## Exercise objective
Using the records below, repeat exactly the lines from the one holding "let extent = self.config.surface_extent;" through the one holding "let id = drawable.id;", both ends included, and no others.

━━━━━ Material provided ━━━━━

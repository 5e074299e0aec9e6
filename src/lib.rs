//! Pointer and control engine for painting 2D designs onto a 3D model.
//!
//! The host renders a model whose texture is a 2D design surface. It raycasts
//! pointer events against the model and feeds the resulting surface hits into
//! [`engine::Engine`], which maps them onto the design surface, hit-tests the
//! placed images and text, drives the control overlay, and applies move,
//! rotate, resize, duplicate, repeat, and delete. The host is responsible only
//! for raycasting, owning the 2D scene behind [`scene::SceneBackend`], and
//! applying the returned [`engine::Action`]s (camera toggles and texture
//! uploads).
//!
//! ## Module layout
//!
//! | Module | Role |
//! |--------|------|
//! | [`engine`] | Pointer state machine, asset insertion, and [`engine::Action`] output |
//! | [`scene`] | Typed drawables, sparse updates, the backend trait, and [`scene::MemoryScene`] |
//! | [`hit`] | Handle and object hit-testing over the scene |
//! | [`overlay`] | Control handles and bounding highlight |
//! | [`transform`] | Move, rotate, resize, duplicate, repeat, delete |
//! | [`input`] | Surface hits, selection state, gesture phase |
//! | [`mapper`] | UV to design-surface coordinate conversions |
//! | [`geom`] | `Point`, `Rect`, `Uv` |
//! | [`config`] | Engine settings with env overrides |
//! | [`error`] | Transform and config error types |
//! | [`consts`] | Shared numeric constants and defaults |

pub mod config;
pub mod consts;
pub mod engine;
pub mod error;
pub mod geom;
pub mod hit;
pub mod input;
pub mod mapper;
pub mod overlay;
pub mod scene;
pub mod transform;
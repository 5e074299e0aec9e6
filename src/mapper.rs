//! Coordinate mapping between 3D-surface UVs and the 2D design surface.
//!
//! The model's UV layout is assumed to map 1:1 and axis-aligned onto the
//! design surface: no rotation, flipping, or per-island distortion. Values are
//! not clamped; a UV outside `[0, 1]` maps to a point outside the surface.

#[cfg(test)]
#[path = "mapper_test.rs"]
mod mapper_test;

use crate::consts::SURFACE_EXTENT;
use crate::geom::{Point, Uv};

/// Scale a unit UV into design-surface units.
#[must_use]
pub fn surface_uv_to_design_point(uv: Uv, surface_extent: f64) -> Point {
    Point { x: uv.u * surface_extent, y: uv.v * surface_extent }
}

/// Inverse of [`surface_uv_to_design_point`]. A non-positive extent maps everything to the origin.
#[must_use]
pub fn design_point_to_surface_uv(point: Point, surface_extent: f64) -> Uv {
    if surface_extent <= 0.0 {
        return Uv::default();
    }
    Uv { u: point.x / surface_extent, v: point.y / surface_extent }
}

/// The mapping bound to one surface size.
#[derive(Debug, Clone, Copy, PartialEq)]
pub struct SurfaceMapper {
    pub extent: f64,
}

impl Default for SurfaceMapper {
    fn default() -> Self {
        Self { extent: SURFACE_EXTENT }
    }
}

impl SurfaceMapper {
    #[must_use]
    pub fn new(extent: f64) -> Self {
        Self { extent }
    }

    #[must_use]
    pub fn to_design(&self, uv: Uv) -> Point {
        surface_uv_to_design_point(uv, self.extent)
    }

    #[must_use]
    pub fn to_uv(&self, point: Point) -> Uv {
        design_point_to_surface_uv(point, self.extent)
    }

    /// Convert a design-space distance back into UV units.
    #[must_use]
    pub fn design_dist_to_uv(&self, dist: f64) -> f64 {
        if self.extent <= 0.0 {
            return 0.0;
        }
        dist / self.extent
    }
}
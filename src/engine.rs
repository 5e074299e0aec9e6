use rand::SeedableRng;
use rand::rngs::StdRng;
use tracing::{debug, info};

use crate::config::EngineConfig;
use crate::consts::DEFAULT_TEXT;
use crate::error::TransformError;
use crate::geom::Point;
use crate::hit::{find_handle_at, find_object_at};
use crate::input::{ActiveHandle, InputState, SelectionState, SurfaceHit};
use crate::mapper::SurfaceMapper;
use crate::overlay::{HandleSet, Overlay};
use crate::scene::{Drawable, ObjectId, Origin, SceneBackend};
use crate::transform::{self, ClickOutcome, uniform};

#[cfg(test)]
#[path = "engine_test.rs"]
mod engine_test;

/// Side effects returned from input handlers for the host to process.
#[derive(Debug, Clone, PartialEq, Eq)]
pub enum Action {
    /// Enable or disable the host's orbit/camera controls.
    CameraControl { enabled: bool },
    SelectionChanged(Option<ObjectId>),
    ObjectCreated(ObjectId),
    ObjectUpdated(ObjectId),
    ObjectDeleted(ObjectId),
    /// The scene was repainted; the model texture sampling it must be re-uploaded.
    TextureStale,
}

/// Builds drawables from host assets. `None` means construction failed.
pub trait AssetFactory {
    fn image(&mut self, source: &str) -> Option<Drawable>;
    fn text(&mut self, text: &str) -> Option<Drawable>;
}

/// Pointer interaction engine over a host-owned 2D scene.
///
/// Every entry point is a discrete event handler: it mutates the scene,
/// updates selection, and returns the actions the host must apply. Nothing
/// here fails; a miss, a stale id, or a locked object simply produces fewer
/// actions.
pub struct Engine<S: SceneBackend> {
    pub scene: S,
    pub config: EngineConfig,
    pub overlay: Overlay,
    pub selection: SelectionState,
    pub input: InputState,
    rng: StdRng,
}

impl<S: SceneBackend> Engine<S> {
    /// Engine with default config and handle set.
    #[must_use]
    pub fn new(scene: S) -> Self {
        Self::with_config(scene, EngineConfig::default())
    }

    #[must_use]
    pub fn with_config(scene: S, config: EngineConfig) -> Self {
        let overlay = Overlay::new(HandleSet::default(), config.handle_size);
        Self {
            scene,
            config,
            overlay,
            selection: SelectionState::default(),
            input: InputState::default(),
            rng: StdRng::from_rng(&mut rand::rng()),
        }
    }

    /// Replace the handle set. Takes effect only before the overlay is first built.
    #[must_use]
    pub fn with_handles(mut self, set: HandleSet) -> Self {
        self.overlay = Overlay::new(set, self.config.handle_size);
        self
    }

    /// Make placement randomness reproducible.
    pub fn seed_rng(&mut self, seed: u64) {
        self.rng = StdRng::seed_from_u64(seed);
    }

    // --- Queries ---

    /// The currently active object, if any.
    #[must_use]
    pub fn selection(&self) -> Option<ObjectId> {
        self.selection.active_id
    }

    /// Mesh part the host should raycast against for the next move event.
    #[must_use]
    pub fn tracked_region(&self) -> Option<&str> {
        self.selection.region.as_deref()
    }

    #[must_use]
    pub fn active_handle(&self) -> Option<&ActiveHandle> {
        self.selection.handle.as_ref()
    }

    #[must_use]
    pub fn object(&self, id: &ObjectId) -> Option<&Drawable> {
        self.scene.get(id)
    }

    #[must_use]
    pub fn mapper(&self) -> SurfaceMapper {
        SurfaceMapper::new(self.config.surface_extent)
    }

    // --- Pointer events ---

    /// Start a gesture: grab a handle, select an object, or deselect.
    pub fn on_pointer_down(&mut self, hit: Option<SurfaceHit>) -> Vec<Action> {
        let mut actions = Vec::new();
        let Some(hit) = hit else {
            debug!("pointer down missed the model");
            return actions;
        };
        let point = self.mapper().to_design(hit.uv);

        let handle = find_handle_at(&self.scene, point).and_then(|d| d.as_handle().map(|h| (d.id, h.slot)));
        if let Some((handle_id, slot)) = handle {
            actions.push(Action::CameraControl { enabled: false });
            self.selection.handle = Some(ActiveHandle::pressed(handle_id, slot));
            self.selection.last_point = Some(point);
            self.input = InputState::HandleDown { slot };
            debug!(?slot, x = point.x, y = point.y, "handle down");
            return actions;
        }

        let Some(id) = find_object_at(&self.scene, point).map(|d| d.id) else {
            if self.deactivate(&mut actions) {
                self.repaint(&mut actions);
            }
            return actions;
        };

        actions.push(Action::CameraControl { enabled: false });
        let previous = self.selection.active_id;
        self.selection = SelectionState {
            active_id: Some(id),
            last_point: Some(point),
            region: Some(hit.region),
            handle: None,
        };
        self.overlay.activate(&mut self.scene, None);
        self.overlay.activate(&mut self.scene, Some(id));
        self.overlay.attach(&mut self.scene);
        self.input = InputState::ObjectDown { id };
        debug!(%id, region = ?self.selection.region, "object down");

        if previous != Some(id) {
            actions.push(Action::SelectionChanged(Some(id)));
        }
        self.repaint(&mut actions);
        actions
    }

    /// Continue a gesture. Ignored unless a selection is being tracked and the
    /// hit lies on the tracked region.
    pub fn on_pointer_move(&mut self, hit: Option<SurfaceHit>) -> Vec<Action> {
        let mut actions = Vec::new();
        let (Some(id), Some(last)) = (self.selection.active_id, self.selection.last_point) else {
            return actions;
        };
        let Some(hit) = hit else {
            return actions;
        };
        if self.selection.region.as_deref() != Some(hit.region.as_str()) {
            return actions;
        }
        let point = self.mapper().to_design(hit.uv);
        let offset = point - last;

        if let Some(handle) = self.selection.handle.as_mut() {
            handle.mark_moved();
            let handle = *handle;
            self.drag_handle(&handle, &id, offset, &mut actions);
            self.selection.last_point = Some(point);
            self.overlay.activate(&mut self.scene, Some(id));
            self.repaint(&mut actions);
            return actions;
        }

        match transform::move_by(&mut self.scene, &id, offset) {
            Ok(_) => {
                self.selection.last_point = Some(point);
                self.overlay.activate(&mut self.scene, Some(id));
                actions.push(Action::ObjectUpdated(id));
                self.repaint(&mut actions);
            }
            Err(e) => debug!(error = %e, "move skipped"),
        }
        actions
    }

    /// End the gesture. Camera controls are always re-enabled.
    pub fn on_pointer_up(&mut self) -> Vec<Action> {
        let mut actions = vec![Action::CameraControl { enabled: true }];
        self.selection.last_point = None;

        if let Some(mut handle) = self.selection.handle.take() {
            if handle.is_click() {
                self.click_handle(&handle, &mut actions);
            }
            handle.release();
        }

        self.input = InputState::Idle;
        actions
    }

    // --- Host operations ---

    /// Insert text from the factory at a random spot on the surface. An empty
    /// string inserts the default text.
    pub fn insert_text<F: AssetFactory + ?Sized>(&mut self, factory: &mut F, text: &str) -> Vec<Action> {
        let text = if text.is_empty() { DEFAULT_TEXT } else { text };
        match factory.text(text) {
            Some(d) => self.place(d),
            None => {
                debug!(error = %TransformError::AssetFailure, "text not inserted");
                Vec::new()
            }
        }
    }

    /// Insert an image from the factory at a random spot on the surface.
    pub fn insert_image<F: AssetFactory + ?Sized>(&mut self, factory: &mut F, source: &str) -> Vec<Action> {
        match factory.image(source) {
            Some(d) => self.place(d),
            None => {
                debug!(error = %TransformError::AssetFailure, source, "image not inserted");
                Vec::new()
            }
        }
    }

    /// Remove an object on the host's behalf, deselecting it if it was active.
    pub fn remove_object(&mut self, id: &ObjectId) -> Vec<Action> {
        let mut actions = Vec::new();
        if self.scene.remove(id).is_none() {
            return actions;
        }
        actions.push(Action::ObjectDeleted(*id));
        if self.selection.active_id.as_ref() == Some(id) {
            self.deactivate(&mut actions);
        }
        self.repaint(&mut actions);
        actions
    }

    /// Hide the overlay and drop all gesture state.
    pub fn teardown(&mut self) -> Vec<Action> {
        let mut actions = vec![Action::CameraControl { enabled: true }];
        let had_selection = self.selection.active_id.is_some();
        self.overlay.refresh(&mut self.scene);
        self.selection.clear();
        self.input = InputState::Idle;
        if had_selection {
            actions.push(Action::SelectionChanged(None));
        }
        self.repaint(&mut actions);
        actions
    }

    // --- Internals ---

    fn repaint(&mut self, actions: &mut Vec<Action>) {
        self.scene.render_all();
        actions.push(Action::TextureStale);
    }

    /// Clear selection and hide the overlay. Returns whether anything was selected.
    fn deactivate(&mut self, actions: &mut Vec<Action>) -> bool {
        let had_selection = self.selection.active_id.is_some();
        self.selection.clear();
        self.overlay.activate(&mut self.scene, None);
        self.input = InputState::Idle;
        if had_selection {
            actions.push(Action::SelectionChanged(None));
        }
        had_selection
    }

    /// The handle drawable as currently rendered, falling back to the overlay's copy.
    fn handle_drawable(&self, handle: &ActiveHandle) -> Option<&Drawable> {
        self.scene.get(&handle.id).or_else(|| self.overlay.handle(handle.slot))
    }

    fn drag_handle(&mut self, handle: &ActiveHandle, id: &ObjectId, offset: Point, actions: &mut Vec<Action>) {
        let drag = self
            .handle_drawable(handle)
            .and_then(|d| d.as_handle().and_then(|h| h.on_drag).map(|op| (op, d.center())));
        let Some((op, handle_center)) = drag else {
            return;
        };
        match op.apply(&mut self.scene, id, handle_center, offset, &self.config) {
            Ok(()) => actions.push(Action::ObjectUpdated(*id)),
            Err(e) => debug!(error = %e, ?op, "drag step skipped"),
        }
    }

    fn click_handle(&mut self, handle: &ActiveHandle, actions: &mut Vec<Action>) {
        let Some(id) = self.selection.active_id else {
            return;
        };
        let Some(op) = self.handle_drawable(handle).and_then(|d| d.as_handle()).and_then(|h| h.on_click) else {
            return;
        };
        match op.apply(&mut self.scene, &id, &self.config, &mut self.rng) {
            Ok(outcome) => self.apply_click_outcome(outcome, actions),
            Err(e) => debug!(error = %e, ?op, "click skipped"),
        }
    }

    fn apply_click_outcome(&mut self, outcome: ClickOutcome, actions: &mut Vec<Action>) {
        let deactivates = outcome.deactivates();
        match outcome {
            ClickOutcome::Created(ids) => actions.extend(ids.into_iter().map(Action::ObjectCreated)),
            ClickOutcome::Deleted(id) => actions.push(Action::ObjectDeleted(id)),
        }
        if deactivates {
            self.deactivate(actions);
        }
        self.repaint(actions);
    }

    fn place(&mut self, mut drawable: Drawable) -> Vec<Action> {
        let extent = self.config.surface_extent;
        drawable.left = uniform(&mut self.rng, 0.0, extent);
        drawable.top = uniform(&mut self.rng, 0.0, extent);
        drawable.origin = Origin::Center;

        let id = drawable.id;
        info!(%id, kind = ?drawable.kind(), x = drawable.left, y = drawable.top, "inserted object");
        self.scene.add(drawable);

        let mut actions = vec![Action::ObjectCreated(id)];
        self.repaint(&mut actions);
        actions
    }
}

━━━━━

## Answer space
        let extent = self.config.surface_extent;
        drawable.left = uniform(&mut self.rng, 0.0, extent);
        drawable.top = uniform(&mut self.rng, 0.0, extent);
        drawable.origin = Origin::Center;

        let id = drawable.id;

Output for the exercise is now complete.